CAIANELLO. Caso Savanelli – Galdiero avvenuto nel maggio 2014: per il giudice si è trattato di omicidio volontario premeditato, Savanelli si “becca” 30anni di galera ed il pagamento dei danni agli eredi.
Inoltre, secondo il giudice, il Savanelli aveva preparato il delitto già da alcuni giorni. L’omicidio avvenne nel maggio del 2014 nel parcheggio di un ristorante nei pressi del casello autostradale di Caianello.

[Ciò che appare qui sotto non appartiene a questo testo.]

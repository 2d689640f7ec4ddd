use tracing::{debug, info, warn};

use std::{
    fmt::{self, Display},
    fs::{self, File},
    io::{self, BufRead, BufReader},
    path::{Path, PathBuf},
};

use crate::sale::{DateFormat, Sale};

/// A sales file that could not be read at all.
#[derive(Debug, thiserror::Error)]
pub enum IngestError {
    #[error("cannot read {}: {source}", .path.display())]
    FileUnreadable {
        path: PathBuf,
        #[source]
        source: io::Error,
    },
}

impl IngestError {
    fn unreadable(path: &Path, source: io::Error) -> Self {
        IngestError::FileUnreadable {
            path: path.to_path_buf(),
            source,
        }
    }
}

/// How many lines of one file were accepted and rejected.
#[derive(Debug, Clone, PartialEq, Eq)]
pub struct FileSummary {
    pub path: PathBuf,
    pub valid: usize,
    pub invalid: usize,
}

impl FileSummary {
    /// Returns `true` if the file had no lines at all.
    #[must_use]
    pub fn is_empty(&self) -> bool {
        self.valid == 0 && self.invalid == 0
    }

    /// Returns `true` if every line of the file was a valid sale.
    #[must_use]
    pub fn is_clean(&self) -> bool {
        self.invalid == 0
    }
}

impl Display for FileSummary {
    fn fmt(&self, f: &mut fmt::Formatter<'_>) -> fmt::Result {
        let path = self.path.display();
        if self.is_empty() {
            write!(f, "File {path} is empty.")
        } else if self.is_clean() {
            writeln!(f, "File {path} was processed without errors.")?;
            write!(f, "Number of sales in file {path}: {}", self.valid)
        } else {
            writeln!(
                f,
                "Warning: Some lines in file {path} could not be processed correctly."
            )?;
            write!(
                f,
                "File {path} was processed with {} invalid lines and {} valid sales.",
                self.invalid, self.valid
            )
        }
    }
}

/// The combined result of reading a set of sales files.
#[derive(Debug, Default)]
pub struct Ingestion {
    /// Every valid sale, in file-then-line order.
    pub sales: Vec<Sale>,
    /// One summary per file, in the order the files were given.
    pub summaries: Vec<FileSummary>,
}

/// Returns every path in `paths` that does not name an existing regular
/// file.
pub fn invalid_paths<P: AsRef<Path>>(paths: &[P]) -> Vec<PathBuf> {
    paths
        .iter()
        .map(|path| path.as_ref())
        .filter(|path| !path.is_file())
        .map(Path::to_path_buf)
        .collect()
}

/// Reads the sales in the file at `path`, dates laid out in `format`.
///
/// Lines end with `\n` or `\r\n`. Lines that are not valid sales are counted
/// in the summary and otherwise skipped. Bytes that are not UTF-8 are
/// replaced before parsing, so they make their line invalid rather than the
/// whole file unreadable.
///
/// # Errors
///
/// Returns [`IngestError::FileUnreadable`] if `path` is not a regular file,
/// or cannot be opened or read.
pub fn ingest_file(
    path: impl AsRef<Path>,
    format: DateFormat,
) -> Result<(Vec<Sale>, FileSummary), IngestError> {
    let path = path.as_ref();
    let metadata = fs::metadata(path).map_err(|e| IngestError::unreadable(path, e))?;
    if !metadata.is_file() {
        let e = io::Error::new(io::ErrorKind::InvalidInput, "not a regular file");
        return Err(IngestError::unreadable(path, e));
    }
    let file = BufReader::new(File::open(path).map_err(|e| IngestError::unreadable(path, e))?);
    let mut sales = Vec::new();
    let mut summary = FileSummary {
        path: path.to_path_buf(),
        valid: 0,
        invalid: 0,
    };
    for (number, line) in file.split(b'\n').enumerate() {
        let mut line = line.map_err(|e| IngestError::unreadable(path, e))?;
        if line.last() == Some(&b'\r') {
            line.pop();
        }
        match Sale::extract(&String::from_utf8_lossy(&line), format) {
            Ok(sale) => {
                sales.push(sale);
                summary.valid += 1;
            }
            Err(failure) => {
                debug!(path = %path.display(), line = number + 1, %failure, "skipping line");
                summary.invalid += 1;
            }
        }
    }
    if summary.is_clean() {
        info!(path = %path.display(), valid = summary.valid, "read sales file");
    } else {
        warn!(
            path = %path.display(),
            valid = summary.valid,
            invalid = summary.invalid,
            "sales file has invalid lines"
        );
    }
    Ok((sales, summary))
}

/// Reads the sales in every file in `paths`, in order, and merges them.
///
/// # Errors
///
/// Stops at the first file that cannot be read, returning
/// [`IngestError::FileUnreadable`]. Files after it are not read.
pub fn ingest<P: AsRef<Path>>(paths: &[P], format: DateFormat) -> Result<Ingestion, IngestError> {
    let mut ingestion = Ingestion::default();
    for path in paths {
        let (sales, summary) = ingest_file(path, format)?;
        ingestion.sales.extend(sales);
        ingestion.summaries.push(summary);
    }
    Ok(ingestion)
}
use chrono::NaiveDate;
use serde::Serialize;

use std::{
    fmt::{self, Display},
    io::Write,
};

use crate::{
    sale::{DateFormat, Sale},
    sales::filter_range,
};

/// Summary statistics over a set of sales.
#[derive(Debug, Clone, Copy, Default, PartialEq)]
pub struct Statistics {
    pub count: usize,
    pub mean: f64,
    pub stddev: f64,
}

/// Computes the count, mean amount, and sample standard deviation of
/// `sales`.
///
/// The mean is 0 when there are no sales, and the standard deviation is 0
/// when there are fewer than two. The deviation is accumulated in a second
/// pass over the data, around the mean from the first.
///
/// # Examples
///
/// ```
/// # use sales_range::{statistics, DateFormat, Sale};
/// let sales: Vec<Sale> = ["2022-01-01##10", "2022-01-02##20", "2022-01-03##30"]
///     .iter()
///     .map(|line| Sale::extract(line, DateFormat::Iso).unwrap())
///     .collect();
/// let stats = statistics(&sales);
/// assert_eq!(stats.count, 3);
/// assert_eq!(stats.mean, 20.0);
/// assert_eq!(stats.stddev, 10.0);
/// ```
#[must_use]
#[allow(clippy::cast_precision_loss)]
pub fn statistics(sales: &[Sale]) -> Statistics {
    let count = sales.len();
    if count == 0 {
        return Statistics::default();
    }
    let n = count as f64;
    let mean = sales.iter().map(Sale::amount).sum::<f64>() / n;
    let stddev = if count > 1 {
        let squares: f64 = sales.iter().map(|s| (s.amount() - mean).powi(2)).sum();
        (squares / (n - 1.0)).sqrt()
    } else {
        0.0
    };
    Statistics {
        count,
        mean,
        stddev,
    }
}

/// Computes [`statistics`] over the sales dated between `start` and `end`,
/// inclusive.
#[must_use]
pub fn run_query(sales: &[Sale], start: NaiveDate, end: NaiveDate) -> Statistics {
    statistics(&filter_range(sales, start, end))
}

impl Display for Statistics {
    fn fmt(&self, f: &mut fmt::Formatter<'_>) -> fmt::Result {
        write!(
            f,
            "Number of sales: {}, average: {:.2}, standard deviation: {:.2}",
            self.count, self.mean, self.stddev
        )
    }
}

/// One row of query output: the range asked about and its statistics.
#[derive(Debug, Clone, PartialEq, Serialize)]
pub struct RangeReport {
    pub start: String,
    pub end: String,
    pub count: usize,
    pub mean: f64,
    pub stddev: f64,
}

impl RangeReport {
    /// Describes `stats` for the range `start..=end`, with the dates written
    /// in `format`.
    #[must_use]
    pub fn new(start: NaiveDate, end: NaiveDate, format: DateFormat, stats: Statistics) -> Self {
        Self {
            start: format.format(start),
            end: format.format(end),
            count: stats.count,
            mean: stats.mean,
            stddev: stats.stddev,
        }
    }

    /// Writes this report to `out` as CSV: a header line, then one row.
    ///
    /// # Errors
    ///
    /// Returns any errors from serializing or writing the row.
    pub fn write_csv<W: Write>(&self, out: W) -> Result<(), csv::Error> {
        let mut wtr = csv::Writer::from_writer(out);
        wtr.serialize(self)?;
        wtr.flush()?;
        Ok(())
    }
}
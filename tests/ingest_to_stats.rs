use approx::assert_relative_eq;
use chrono::NaiveDate;
use sales_range::{
    date_span, filter_range, ingest, run_query, sort_by_date, DateFormat, IngestError, Sale,
};

fn ymd(y: i32, m: u32, d: u32) -> NaiveDate {
    NaiveDate::from_ymd_opt(y, m, d).unwrap()
}

fn amounts(sales: &[Sale]) -> Vec<f64> {
    sales.iter().map(Sale::amount).collect()
}

#[test]
fn mixed_file_reports_two_valid_and_one_invalid_line() {
    let ingestion = ingest(&["testdata/mixed.txt"], DateFormat::DayMonthYear).unwrap();
    assert_eq!(ingestion.summaries[0].valid, 2);
    assert_eq!(ingestion.summaries[0].invalid, 1);
    assert_eq!(ingestion.sales.len(), 2);
}

#[test]
fn merged_files_sort_into_date_order() {
    let ingestion = ingest(
        &["testdata/mixed.txt", "testdata/more.txt"],
        DateFormat::DayMonthYear,
    )
    .unwrap();
    let sales = sort_by_date(ingestion.sales);
    assert_eq!(amounts(&sales), vec![100.0, 50.0, 75.5, 300.0, 200.0]);
    assert_eq!(date_span(&sales), Some((ymd(2022, 1, 1), ymd(2022, 6, 15))));
}

#[test]
fn filtering_by_full_span_returns_every_sale_in_order() {
    let ingestion = ingest(
        &["testdata/mixed.txt", "testdata/more.txt"],
        DateFormat::DayMonthYear,
    )
    .unwrap();
    let sales = sort_by_date(ingestion.sales);
    let (first, last) = date_span(&sales).unwrap();
    assert_eq!(amounts(&filter_range(&sales, first, last)), amounts(&sales));

    let stats = run_query(&sales, first, last);
    assert_eq!(stats.count, 5);
    assert_relative_eq!(stats.mean, 145.1, epsilon = 1e-9);
    assert_relative_eq!(stats.stddev, 103.598_021_216_623_64, epsilon = 1e-9);
}

#[test]
fn query_over_sub_range_uses_only_sales_inside_it() {
    let ingestion = ingest(
        &["testdata/mixed.txt", "testdata/more.txt"],
        DateFormat::DayMonthYear,
    )
    .unwrap();
    let sales = sort_by_date(ingestion.sales);
    let stats = run_query(&sales, ymd(2022, 2, 1), ymd(2022, 5, 31));
    assert_eq!(stats.count, 3);
    assert_relative_eq!(stats.mean, 141.833_333_333_333_34, epsilon = 1e-9);
    assert_relative_eq!(stats.stddev, 137.568_467_801_794_36, epsilon = 1e-9);
}

#[test]
fn query_over_gap_between_sales_is_empty_not_an_error() {
    let ingestion = ingest(&["testdata/mixed.txt"], DateFormat::DayMonthYear).unwrap();
    let sales = sort_by_date(ingestion.sales);
    let stats = run_query(&sales, ymd(2022, 2, 1), ymd(2022, 3, 1));
    assert_eq!(stats.count, 0);
    assert_eq!(stats.mean, 0.0);
    assert_eq!(stats.stddev, 0.0);
}

#[test]
fn unreadable_file_stops_ingestion() {
    let result = ingest(
        &["testdata/mixed.txt", "testdata/missing.txt"],
        DateFormat::DayMonthYear,
    );
    assert!(matches!(result, Err(IngestError::FileUnreadable { .. })));
}
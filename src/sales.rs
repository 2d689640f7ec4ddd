use chrono::NaiveDate;

use crate::sale::Sale;

/// Returns `sales` sorted by date, earliest first.
///
/// The sort is stable: sales on the same day keep the order in which they
/// were read.
#[must_use]
pub fn sort_by_date(mut sales: Vec<Sale>) -> Vec<Sale> {
    sales.sort_by_key(Sale::date);
    sales
}

/// Returns the sales dated between `start` and `end`, inclusive, in their
/// original order.
///
/// No sales qualifying is a normal outcome and gives an empty result. So does
/// a range whose `start` is after its `end`.
///
/// # Examples
///
/// ```
/// # use sales_range::{filter_range, DateFormat, Sale};
/// let format = DateFormat::Iso;
/// let sales = [
///     Sale::extract("2022-01-01##10", format).unwrap(),
///     Sale::extract("2022-02-01##20", format).unwrap(),
/// ];
/// let start = format.parse("2022-01-15").unwrap();
/// let end = format.parse("2022-02-01").unwrap();
/// let in_range = filter_range(&sales, start, end);
/// assert_eq!(in_range.len(), 1);
/// assert_eq!(in_range[0].amount(), 20.0);
/// ```
#[must_use]
pub fn filter_range(sales: &[Sale], start: NaiveDate, end: NaiveDate) -> Vec<Sale> {
    sales
        .iter()
        .filter(|s| (start..=end).contains(&s.date()))
        .copied()
        .collect()
}

/// Returns the earliest and latest sale dates, or `None` if there are no
/// sales.
#[must_use]
pub fn date_span(sales: &[Sale]) -> Option<(NaiveDate, NaiveDate)> {
    let first = sales.iter().map(Sale::date).min()?;
    let last = sales.iter().map(Sale::date).max()?;
    Some((first, last))
}
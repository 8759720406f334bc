pub mod schema;

pub use schema::{Config, EngineConfig, NodesConfig, PanelConfig, SyncConfig};
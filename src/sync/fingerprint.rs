//! Content fingerprinting for fetched engine config text.

use sha2::{Digest, Sha256};

/// Lowercase hex SHA-256 of `text`. Empty text yields an empty digest.
pub fn fingerprint(text: &str) -> String {
    if text.is_empty() {
        return String::new();
    }
    hex::encode(Sha256::digest(text.as_bytes()))
}

/// True iff both digests are present and differ.
///
/// An empty digest means "no data", so it never counts as a change.
pub fn has_changed(new_digest: &str, cached_digest: &str) -> bool {
    !new_digest.is_empty() && !cached_digest.is_empty() && new_digest != cached_digest
}
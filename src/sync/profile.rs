//! Profile lifecycle: decide between create / import / reimport / update and
//! make sure the resulting profile is the active one.
//!
//! ```text
//! Unregistered ──create+import──▶ Imported ──set_active──▶ Active
//!                                   │  ▲
//!                    update/reimport└──┘
//! ```
//!
//! The profile store is an external collaborator behind [`ProfileStore`].
//! [`FileProfileStore`] is the default, keeping an index and one config file
//! per profile under the state directory.

use std::collections::HashMap;
use std::path::{Path, PathBuf};
use std::sync::Arc;

use anyhow::{bail, Context, Result};
use async_trait::async_trait;
use serde::{Deserialize, Serialize};
use uuid::Uuid;

use super::cache::{write_json_atomic, CacheStore, CachedSubscription, ConfigSnapshot};
use super::error::SyncError;
use super::fetcher::SubscriptionDescriptor;
use super::fingerprint::has_changed;

/// Default refresh interval recorded on new profiles (24h).
const DEFAULT_REFRESH_INTERVAL_SECS: u64 = 86_400;

/// The engine's unit of imported subscription configuration.
#[derive(Debug, Clone, PartialEq, Eq, Serialize, Deserialize)]
pub struct Profile {
    pub id: Uuid,
    pub name: String,
    /// Source URL the profile config is downloaded from.
    pub source: String,
    pub imported: bool,
    pub active: bool,
    pub refresh_interval_secs: u64,
    #[serde(default)]
    pub updated_at: Option<String>,
}

/// Durable record of the proxy picked in a group of a profile.
#[derive(Debug, Clone, PartialEq, Eq, Serialize, Deserialize)]
pub struct Selection {
    pub profile_id: Uuid,
    pub group: String,
    pub proxy: String,
}

/// External profile store.
#[async_trait]
pub trait ProfileStore: Send + Sync {
    async fn find_by_source(&self, source: &str) -> Result<Option<Profile>>;

    async fn create(&self, name: &str, source: &str) -> Result<Profile>;

    /// Import `config_text` from scratch into profile `id`.
    async fn import(&self, id: Uuid, config_text: &str) -> Result<()>;

    /// Incrementally update an already imported profile.
    async fn update(&self, id: Uuid, config_text: &str) -> Result<()>;

    /// Mark `id` active; every other profile becomes inactive.
    async fn set_active(&self, id: Uuid) -> Result<()>;

    async fn active(&self) -> Result<Option<Profile>>;

    /// Insert or replace the selection for `(profile_id, group)`.
    async fn set_selection(&self, selection: &Selection) -> Result<()>;

    async fn selections(&self, profile_id: Uuid) -> Result<Vec<Selection>>;
}

// ── Transition decision ─────────────────────────────────────────────

/// Action chosen for one sync cycle.
#[derive(Debug, Clone, Copy, PartialEq, Eq)]
pub enum Transition {
    /// No profile for this source URL yet: create, import, activate.
    Create,
    /// Profile exists but was never imported.
    Import,
    /// Source URL differs from the cached one (or nothing is cached).
    Reimport,
    /// Same URL, new content.
    Update,
    /// Nothing changed; only make sure the profile is active.
    EnsureActive,
}

impl std::fmt::Display for Transition {
    fn fmt(&self, f: &mut std::fmt::Formatter<'_>) -> std::fmt::Result {
        match self {
            Self::Create => write!(f, "create"),
            Self::Import => write!(f, "import"),
            Self::Reimport => write!(f, "reimport"),
            Self::Update => write!(f, "update"),
            Self::EnsureActive => write!(f, "ensure-active"),
        }
    }
}

/// Pick the transition for freshly fetched data against the cache.
pub fn decide(
    existing: Option<&Profile>,
    cached: Option<&CachedSubscription>,
    descriptor: &SubscriptionDescriptor,
    new_fingerprint: &str,
) -> Transition {
    let Some(profile) = existing else {
        return Transition::Create;
    };
    if !profile.imported {
        return Transition::Import;
    }
    match cached {
        None => Transition::Reimport,
        Some(c) if c.descriptor.subscribe_url != descriptor.subscribe_url => Transition::Reimport,
        Some(c) if has_changed(new_fingerprint, &c.snapshot.fingerprint) => Transition::Update,
        Some(_) => Transition::EnsureActive,
    }
}

// ── Lifecycle manager ───────────────────────────────────────────────

#[derive(Debug, Clone, PartialEq, Eq)]
pub struct ApplyOutcome {
    pub transition: Transition,
    pub profile_id: Uuid,
}

pub struct ProfileLifecycleManager {
    store: Arc<dyn ProfileStore>,
    cache: Arc<CacheStore>,
}

impl ProfileLifecycleManager {
    pub fn new(store: Arc<dyn ProfileStore>, cache: Arc<CacheStore>) -> Self {
        Self { store, cache }
    }

    /// Run the transition for `descriptor` + `snapshot`.
    ///
    /// The cache is written only after the store accepted the import or
    /// update and activated the profile; a store error returns before the
    /// cache is touched.
    pub async fn apply(
        &self,
        descriptor: &SubscriptionDescriptor,
        snapshot: ConfigSnapshot,
    ) -> std::result::Result<ApplyOutcome, SyncError> {
        let source = descriptor.subscribe_url.as_str();
        let existing = self
            .store
            .find_by_source(source)
            .await
            .map_err(|e| store_error("lookup", &e))?;
        let cached = self.cache.subscription();
        let transition = decide(
            existing.as_ref(),
            cached.as_ref(),
            descriptor,
            &snapshot.fingerprint,
        );
        tracing::debug!(%transition, source, "profile transition decided");

        let profile = match (transition, existing) {
            (Transition::Create, _) | (_, None) => {
                let name = descriptor
                    .plan
                    .as_ref()
                    .map_or("Subscription", |p| p.name.as_str());
                let profile = self
                    .store
                    .create(name, source)
                    .await
                    .map_err(|e| store_error("create", &e))?;
                self.import(profile.id, &snapshot.text).await?;
                profile
            }
            (Transition::Import | Transition::Reimport, Some(profile)) => {
                self.import(profile.id, &snapshot.text).await?;
                profile
            }
            (Transition::Update, Some(profile)) => {
                self.store
                    .update(profile.id, &snapshot.text)
                    .await
                    .map_err(|e| store_error("update", &e))?;
                profile
            }
            (Transition::EnsureActive, Some(profile)) => profile,
        };

        if transition != Transition::EnsureActive || !profile.active {
            self.store
                .set_active(profile.id)
                .await
                .map_err(|e| store_error("activate", &e))?;
        }

        self.cache
            .save_subscription(descriptor.clone(), snapshot)
            .await
            .map_err(|e| SyncError::Cache(format!("{e:#}")))?;

        tracing::info!(%transition, profile = %profile.id, "subscription profile is active");
        Ok(ApplyOutcome {
            transition,
            profile_id: profile.id,
        })
    }

    async fn import(&self, id: Uuid, text: &str) -> std::result::Result<(), SyncError> {
        self.store
            .import(id, text)
            .await
            .map_err(|e| store_error("import", &e))
    }
}

fn store_error(operation: &'static str, e: &anyhow::Error) -> SyncError {
    SyncError::ProfileStore {
        operation,
        reason: format!("{e:#}"),
    }
}

// ── File-backed store ───────────────────────────────────────────────

#[derive(Debug, Default, Serialize, Deserialize)]
struct ProfileIndex {
    profiles: Vec<Profile>,
    #[serde(default)]
    selections: HashMap<Uuid, Vec<Selection>>,
}

/// Profile store under `<state>/profiles/`.
///
/// `index.json` holds profile metadata and selections; each imported profile
/// has its config at `<id>.yaml`.
pub struct FileProfileStore {
    dir: PathBuf,
    index: tokio::sync::Mutex<ProfileIndex>,
}

impl FileProfileStore {
    pub async fn open(state_dir: &Path) -> Result<Self> {
        let dir = state_dir.join("profiles");
        tokio::fs::create_dir_all(&dir)
            .await
            .with_context(|| format!("failed to create profile directory {}", dir.display()))?;

        let index_path = dir.join("index.json");
        let index = match tokio::fs::read_to_string(&index_path).await {
            Ok(data) => serde_json::from_str(&data)
                .with_context(|| format!("corrupt profile index {}", index_path.display()))?,
            Err(e) if e.kind() == std::io::ErrorKind::NotFound => ProfileIndex::default(),
            Err(e) => {
                return Err(e)
                    .with_context(|| format!("failed to read {}", index_path.display()))
            }
        };
        Ok(Self {
            dir,
            index: tokio::sync::Mutex::new(index),
        })
    }

    /// Path of the imported config for profile `id`.
    pub fn config_path(&self, id: Uuid) -> PathBuf {
        self.dir.join(format!("{id}.yaml"))
    }

    async fn persist(&self, index: &ProfileIndex) -> Result<()> {
        write_json_atomic(&self.dir.join("index.json"), index).await
    }

    async fn write_config(&self, id: Uuid, text: &str) -> Result<()> {
        let path = self.config_path(id);
        let tmp = path.with_extension("yaml.tmp");
        tokio::fs::write(&tmp, text)
            .await
            .with_context(|| format!("failed to write {}", tmp.display()))?;
        tokio::fs::rename(&tmp, &path)
            .await
            .with_context(|| format!("failed to replace {}", path.display()))
    }
}

#[async_trait]
impl ProfileStore for FileProfileStore {
    async fn find_by_source(&self, source: &str) -> Result<Option<Profile>> {
        let index = self.index.lock().await;
        Ok(index.profiles.iter().find(|p| p.source == source).cloned())
    }

    async fn create(&self, name: &str, source: &str) -> Result<Profile> {
        let mut index = self.index.lock().await;
        let profile = Profile {
            id: Uuid::new_v4(),
            name: name.to_string(),
            source: source.to_string(),
            imported: false,
            active: false,
            refresh_interval_secs: DEFAULT_REFRESH_INTERVAL_SECS,
            updated_at: None,
        };
        index.profiles.push(profile.clone());
        self.persist(&index).await?;
        Ok(profile)
    }

    async fn import(&self, id: Uuid, config_text: &str) -> Result<()> {
        let mut index = self.index.lock().await;
        let Some(pos) = index.profiles.iter().position(|p| p.id == id) else {
            bail!("unknown profile {id}");
        };
        if config_text.trim().is_empty() {
            bail!("refusing to import empty config into profile {id}");
        }
        self.write_config(id, config_text).await?;
        let profile = &mut index.profiles[pos];
        profile.imported = true;
        profile.updated_at = Some(chrono::Utc::now().to_rfc3339());
        self.persist(&index).await
    }

    async fn update(&self, id: Uuid, config_text: &str) -> Result<()> {
        let mut index = self.index.lock().await;
        let Some(pos) = index.profiles.iter().position(|p| p.id == id) else {
            bail!("unknown profile {id}");
        };
        if !index.profiles[pos].imported {
            bail!("profile {id} has not been imported");
        }
        self.write_config(id, config_text).await?;
        index.profiles[pos].updated_at = Some(chrono::Utc::now().to_rfc3339());
        self.persist(&index).await
    }

    async fn set_active(&self, id: Uuid) -> Result<()> {
        let mut index = self.index.lock().await;
        if !index.profiles.iter().any(|p| p.id == id) {
            bail!("unknown profile {id}");
        }
        for profile in &mut index.profiles {
            profile.active = profile.id == id;
        }
        self.persist(&index).await
    }

    async fn active(&self) -> Result<Option<Profile>> {
        let index = self.index.lock().await;
        Ok(index.profiles.iter().find(|p| p.active).cloned())
    }

    async fn set_selection(&self, selection: &Selection) -> Result<()> {
        let mut index = self.index.lock().await;
        let entries = index.selections.entry(selection.profile_id).or_default();
        match entries.iter_mut().find(|s| s.group == selection.group) {
            Some(existing) => existing.proxy.clone_from(&selection.proxy),
            None => entries.push(selection.clone()),
        }
        self.persist(&index).await
    }

    async fn selections(&self, profile_id: Uuid) -> Result<Vec<Selection>> {
        let index = self.index.lock().await;
        Ok(index.selections.get(&profile_id).cloned().unwrap_or_default())
    }
}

Pasquale Savanelli (a destra nella foto) uccise a bruciapelo con una pistola il socio in affari Gennaro Galdiero (a sinistra nella foto), il re delle mele annurce. Il Pubblico Ministero di Santa Maria Capua Vetere, Stefania Pontillo, aveva chiesto per il Savanelli la pena massima dell’ergastolo, considerando anche la brutalità dell’omicidio e la premeditazione. I legali di Savanelli, invece, avevano chiesto per lui il rito abbreviato. I due uomini aveva da poco termianto il pranzo, ma poi, fuori da ristorante, Galdiero, a bordo della sua auto, si era intrattenuto al telefono, ed era proprio in conversazione, tra l’altro a viva voce, quando si è avvicinata l’auto con a bordo Savanelli che esplose più colpi di pistola ferendolo mortalmente. Il movente del delitto è da ricercare unicamente in motivi di carattere economico.